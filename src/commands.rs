use std::path::PathBuf;

use anyhow::{Context, Result};
use chrono::Local;
use tracing::{info, warn};

use grblforge_core::build::BuildDriver;
use grblforge_core::flags::RuleTable;
use grblforge_core::profile::{MachineProfile, ProfileLoader};
use grblforge_core::publish::{render_download_page, write_build_report, write_manifest};
use grblforge_core::render::{write_atomic, BuildTemplate};
use grblforge_core::{generate_document, plan_all, ForgeConfig};

/// Header date stamp, `grblhal_driver_version` in the rendered config.
const BUILD_DATE_FORMAT: &str = "%Y%m%d";

/// Command-line settings layered over the config file.
pub struct Overrides {
    pub config: Option<PathBuf>,
    pub template: Option<PathBuf>,
    pub rules: Option<PathBuf>,
    pub profiles: Vec<String>,
    pub no_rename: bool,
    pub no_letter_codepoints: bool,
}

#[derive(Debug, PartialEq, Eq)]
pub enum Outcome {
    Success,
    /// Number of variants whose build failed.
    BuildFailures(usize),
}

impl Outcome {
    pub fn from_failures(failed: usize) -> Self {
        if failed == 0 {
            Outcome::Success
        } else {
            Outcome::BuildFailures(failed)
        }
    }

    /// Process exit status: 0 only when every variant built.
    pub fn exit_status(&self) -> u8 {
        match self {
            Outcome::Success => 0,
            Outcome::BuildFailures(_) => 1,
        }
    }
}

/// Config, rules and template with the overrides applied.
struct Setup {
    config: ForgeConfig,
    rules: RuleTable,
    template: BuildTemplate,
}

fn setup(overrides: &Overrides) -> Result<Setup> {
    let mut config = ForgeConfig::discover(overrides.config.as_deref())?;
    if !overrides.profiles.is_empty() {
        config.profiles = overrides.profiles.clone();
    }
    if overrides.template.is_some() {
        config.template = overrides.template.clone();
    }
    if overrides.rules.is_some() {
        config.rules = overrides.rules.clone();
    }

    let mut rules = config.load_rules()?;
    if overrides.no_rename {
        rules.renames.enabled = false;
    }
    if overrides.no_letter_codepoints {
        rules.letter_codepoints.enabled = false;
    }
    info!(
        "Rules v{}: renames {}, letter code points {}",
        rules.version,
        on_off(rules.renames.enabled),
        on_off(rules.letter_codepoints.enabled)
    );

    let template = config.load_template()?;
    Ok(Setup {
        config,
        rules,
        template,
    })
}

fn on_off(enabled: bool) -> &'static str {
    if enabled {
        "on"
    } else {
        "off"
    }
}

async fn load_profiles(config: &ForgeConfig) -> Result<Vec<MachineProfile>> {
    let loader = ProfileLoader::new(&config.fetch.user_agent, config.fetch_timeout())?;
    let profiles = loader.load_all(&config.sources()).await?;
    Ok(profiles)
}

fn build_date() -> String {
    Local::now().format(BUILD_DATE_FORMAT).to_string()
}

/// Fetch, merge and render every profile into one `platformio.ini`.
pub async fn generate(overrides: &Overrides, output: Option<PathBuf>) -> Result<Outcome> {
    let setup = setup(overrides)?;
    let profiles = load_profiles(&setup.config).await?;
    let builds = plan_all(&profiles, &setup.template, &setup.rules)?;

    let document = generate_document(&builds, &setup.template, &build_date())?;
    let output = output.unwrap_or_else(|| setup.config.output.clone());
    write_atomic(&output, &document)?;

    let count: usize = builds.iter().map(|b| b.environments.len()).sum();
    info!(
        "Successfully generated {:?} with {} environments.",
        output, count
    );
    Ok(Outcome::Success)
}

/// Build every variant, publish artifacts and write the download page.
pub async fn build(overrides: &Overrides, skip_clean: bool) -> Result<Outcome> {
    let setup = setup(overrides)?;
    let profiles = load_profiles(&setup.config).await?;
    let builds = plan_all(&profiles, &setup.template, &setup.rules)?;

    let date = build_date();
    let timestamp = Local::now()
        .format(&setup.config.build.timestamp_format)
        .to_string();
    let settings = setup.config.build_settings(timestamp, !skip_clean);
    let driver = BuildDriver::new(setup.config.command_builder(), settings);

    let report = driver.run(&builds, &setup.template, &date)?;

    let output_dir = &driver.settings().output_dir;
    write_atomic(&output_dir.join("index.html"), &render_download_page(&report, &date))
        .context("Failed to write download page")?;
    write_build_report(&report, &output_dir.join("build_report.json"))
        .context("Failed to write build report")?;

    if report.artifacts_missing() > 0 {
        warn!(
            "{} successful build(s) produced no artifact",
            report.artifacts_missing()
        );
    }

    info!("--- All Builds Complete ---");
    Ok(Outcome::from_failures(report.failed()))
}

/// Write the artifact manifest for the published firmware directory.
pub fn manifest(
    overrides: &Overrides,
    dir: Option<PathBuf>,
    out: Option<PathBuf>,
) -> Result<Outcome> {
    let config = ForgeConfig::discover(overrides.config.as_deref())?;
    let dir = dir.unwrap_or_else(|| config.manifest.dir.clone());
    let out = out.unwrap_or_else(|| config.manifest.out.clone());

    write_manifest(&dir, &config.manifest.web_prefix, &out)
        .with_context(|| format!("Failed to write manifest for {:?}", dir))?;
    Ok(Outcome::Success)
}

#[cfg(test)]
mod tests {
    use super::*;

    #[test]
    fn test_build_failures_exit_non_zero() {
        assert_eq!(Outcome::from_failures(0), Outcome::Success);
        assert_eq!(Outcome::from_failures(1), Outcome::BuildFailures(1));
        assert_eq!(Outcome::Success.exit_status(), 0);
        assert_eq!(Outcome::from_failures(1).exit_status(), 1);
        assert_eq!(Outcome::BuildFailures(3).exit_status(), 1);
    }
}
/// Derive a config/filesystem-safe identifier from a variant display name.
///
/// Lowercases, drops parentheses, collapses every other run of characters
/// outside `[a-z0-9]` to one underscore and trims underscores at both ends.
/// Empty or entirely non-alphanumeric input yields an empty string.
///
/// `"Altmill Mk2 (4x4) — ATC Firmware"` becomes `altmill_mk2_4x4_atc_firmware`.
pub fn sanitize_identifier(name: &str) -> String {
    let mut ident = String::with_capacity(name.len());
    let mut pending_sep = false;

    for c in name.to_lowercase().chars() {
        if c == '(' || c == ')' {
            continue;
        }
        if c.is_ascii_lowercase() || c.is_ascii_digit() {
            if pending_sep && !ident.is_empty() {
                ident.push('_');
            }
            ident.push(c);
            pending_sep = false;
        } else {
            pending_sep = true;
        }
    }

    ident
}

#[cfg(test)]
mod tests {
    use super::*;

    #[test]
    fn test_sanitize_display_name() {
        assert_eq!(
            sanitize_identifier("Altmill Mk2 (4x4) — ATC Firmware"),
            "altmill_mk2_4x4_atc_firmware"
        );
    }

    #[test]
    fn test_sanitize_parentheses_are_dropped_not_separators() {
        assert_eq!(sanitize_identifier("Test (A)"), "test_a");
        assert_eq!(sanitize_identifier("Rev(B)2"), "revb2");
    }

    #[test]
    fn test_sanitize_trims_and_collapses() {
        assert_eq!(sanitize_identifier("  --LongMill__MK2--  "), "longmill_mk2");
        assert_eq!(sanitize_identifier("a...b"), "a_b");
    }

    #[test]
    fn test_sanitize_is_idempotent() {
        for name in [
            "Altmill Mk2 (4x4) — ATC Firmware",
            "Test (A)",
            "LongMill MK2 30x30",
            "already_clean_123",
        ] {
            let once = sanitize_identifier(name);
            assert_eq!(sanitize_identifier(&once), once);
        }
    }

    #[test]
    fn test_sanitize_empty_results() {
        assert_eq!(sanitize_identifier(""), "");
        assert_eq!(sanitize_identifier("()"), "");
        assert_eq!(sanitize_identifier(" — !! "), "");
    }
}
use std::path::PathBuf;

use thiserror::Error;

/// Fatal setup errors. Any of these aborts the run before output is written.
#[derive(Debug, Error)]
pub enum ForgeError {
    #[error("Failed to fetch profile {url}: {source}")]
    Fetch {
        url: String,
        #[source]
        source: reqwest::Error,
    },

    #[error("HTTP error fetching profile {url}: {status}")]
    HttpStatus {
        url: String,
        status: reqwest::StatusCode,
    },

    #[error("Failed to parse profile {origin}: {source}")]
    Parse {
        origin: String,
        #[source]
        source: serde_json::Error,
    },

    #[error("Required file missing: {}", path.display())]
    MissingFile { path: PathBuf },

    #[error("No variants found in profile {origin}")]
    NoVariants { origin: String },

    #[error("Unknown board {board:?} for machine {machine:?}")]
    UnknownBoard { machine: String, board: String },

    #[error("Template error: {0}")]
    Template(String),

    #[error("Rules error: {0}")]
    Rules(String),

    #[error("Config error: {0}")]
    Config(String),

    #[error("I/O error on {}: {source}", path.display())]
    Io {
        path: PathBuf,
        #[source]
        source: std::io::Error,
    },
}

impl ForgeError {
    pub(crate) fn io(path: impl Into<PathBuf>, source: std::io::Error) -> Self {
        ForgeError::Io {
            path: path.into(),
            source,
        }
    }
}

/// Result type for fatal-error-classified operations.
pub type Result<T> = std::result::Result<T, ForgeError>;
□ □ □ □ □ □ □
**Exercise instructions:** Please return all lines in the material above that include the word "async".

**Result:**
async fn load_profiles(config: &ForgeConfig) -> Result<Vec<MachineProfile>> {
pub async fn generate(overrides: &Overrides, output: Option<PathBuf>) -> Result<Outcome> {
pub async fn build(overrides: &Overrides, skip_clean: bool) -> Result<Outcome> {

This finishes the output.